I spent most of July 2014 at work in Brussels, escaping at the end to Northern Ireland. Before that, F and I went to a re-enactment of the Battle of Wavre:
And the following weekend we had a day-trip to Huy.


Little U was overwhelmed with fangirlishness on seeing the Teletubby ride at the Eurotunnel terminal.


I read 30 books that month. Those that were potential Clarke Award finalists did not get written up at the time.

Non-fiction 6 (YTD 35)
Napoleon Bonaparte for Little Historians, by Bou Bounoider
Ireland Under The Tudors vol 2, by Richard Bagwell
How Languages are Learned, by Patsy M. Lightbown and Nina Spada
Ireland Under The Tudors vol 3, by Richard Bagwell
The Essence of Christianity, by Ludwig Feuerbach (not fnished)
The Journals of Lewis and Clark, 1804-1806 (not finished)







Fiction (non-sf) 4 (YTD 22)
The Lacuna, by Barbara Kingsolver
Crash, by J.G. Ballard
The Vanishing Act of Esme Lennox, by Maggie O'Farrell
Billionaire Boy, by David Walliams





SF (non-Who) 14 (YTD 67)
Binary (®Evolution), by Stephanie Saulter
Andromeda’s Fall, by William C Dietz
The Moon King, by Neil Williamson
Beowulf, tr. J.R.R. Tolkien, ed. Christopher Tolkien
The Girl With All The Gifts, by M.R. Carey
My Real Children, by Jo Walton
Plastic Jesus, by Wayne Simmons
The Echo, by James Smythe
Rogue Queen, by L. Sprague de Camp
The Bees, by Laline Paull
334, by Thomas M Disch
The Lies of Locke Lamora, by Scott Lynch
Glaze, by Kim Curran
Shovel Ready, by Adam Stermbergh















Doctor Who 4 (YTD 38)
Millennium Shock, by Justin Richards
So Vile a Sin, by Ben Aaronovitch and Kate Orman
The Book of the Still, by Paul Ebbs
Doctor Who: Cybermen Monster File, by Gavin Collinson and Joe Lidster





Comics 2 (YTD 13)
De Sterrensteen, by "Willy Vandersteen" [Peter Van Gucht & Luc Morjaeu]
Brussel in Beeldekes: Manneken Pis en andere sjarels, ed. Marc Verhaegen



~8,800 pages (YTD ~49,900)
8/30 (YTD 44/175) by women (Lightbown/Spada, Kingsolver, O'Farrell, Saulter, Walton, Paull, Curran, Orman)
3/30 (YTD 13/175) by PoC (Bounoider, Saulter, Paull)

The best of these was The Vanishing Act of Esme Lennox, which you can get here, followed by Crash, which you can get here, and The Girl With All The Gifts, which you can get here.

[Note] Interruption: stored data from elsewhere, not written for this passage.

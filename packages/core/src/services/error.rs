//! Service Layer Error Types
//!
//! Errors for graph query operations. Outcomes such as "entity not found"
//! or "no path within N steps" are not errors; they are ordinary variants of
//! the operation's outcome type.

use crate::db::DatabaseError;
use thiserror::Error;

/// Graph query operation errors
#[derive(Error, Debug)]
pub enum GraphServiceError {
    /// Database operation failed; the whole operation is aborted
    #[error("Database operation failed: {0}")]
    DatabaseError(#[from] DatabaseError),

    /// A caller-supplied argument was outside its allowed range
    #[error("Invalid {field}: {message}")]
    InvalidInput { field: String, message: String },

    /// Path search was cancelled between BFS levels
    #[error("Path search cancelled at depth {depth}")]
    Cancelled { depth: usize },
}

impl GraphServiceError {
    /// Create an invalid input error
    pub fn invalid_input(field: impl Into<String>, message: impl Into<String>) -> Self {
        Self::InvalidInput {
            field: field.into(),
            message: message.into(),
        }
    }

    /// Whether the error was caused by the caller rather than the store
    pub fn is_invalid_input(&self) -> bool {
        matches!(self, Self::InvalidInput { .. })
    }
}
#[tokio::test]
async fn test_clusters_on_empty_graph() {
    let f = Fixture::new().await;
    let report = f
        .service
        .analyze_clusters(&ClusterQuery::default())
        .await
        .unwrap();

    assert!(report.hubs.is_empty());
    assert!(report.categories.is_empty());
    assert!(report.relationship_types.is_empty());
    assert_eq!(report.isolated_count, 0);
    assert_eq!(report.total_entities, 0);
}

#[tokio::test]
async fn test_clusters_rejects_zero_threshold() {
    let f = Fixture::new().await;
    let err = f
        .service
        .analyze_clusters(&ClusterQuery::new(0))
        .await
        .unwrap_err();
    assert!(err.is_invalid_input());
}

// =========================================================================
// Store failures
// =========================================================================

#[tokio::test]
async fn test_store_failure_propagates() {
    let service = GraphQueryService::new(Arc::new(FailingExecutor));

    let err = service
        .find_connections(&ConnectionQuery::new("Alpha"))
        .await
        .unwrap_err();
    assert!(matches!(err, GraphServiceError::DatabaseError(_)));

    let err = service
        .find_path(&PathQuery::new("Alpha", "Bravo"))
        .await
        .unwrap_err();
    assert!(matches!(err, GraphServiceError::DatabaseError(_)));

    let err = service
        .analyze_clusters(&ClusterQuery::default())
        .await
        .unwrap_err();
    assert!(matches!(err, GraphServiceError::DatabaseError(_)));
}

#[test]
fn test_reconstruct_path_walks_predecessors() {
    let predecessor = HashMap::from([
        ("b".to_string(), "a".to_string()),
        ("c".to_string(), "b".to_string()),
        ("x".to_string(), "a".to_string()),
    ]);
    assert_eq!(reconstruct_path(&predecessor, "a", "c"), vec!["a", "b", "c"]);
    assert_eq!(reconstruct_path(&predecessor, "a", "a"), vec!["a"]);
}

The worst was Napoleon Bonaparte for Little Historians, by Bou Bounoider, acquired at the Wavre re-enactment; readers will be startled to learn that "Wellington was an Englishman, a bit like Paddington Bear." In fact, as we all know, Wellington was born in Ireland, and Paddington Bear was a) from Peru and b) a bear. You can get it here.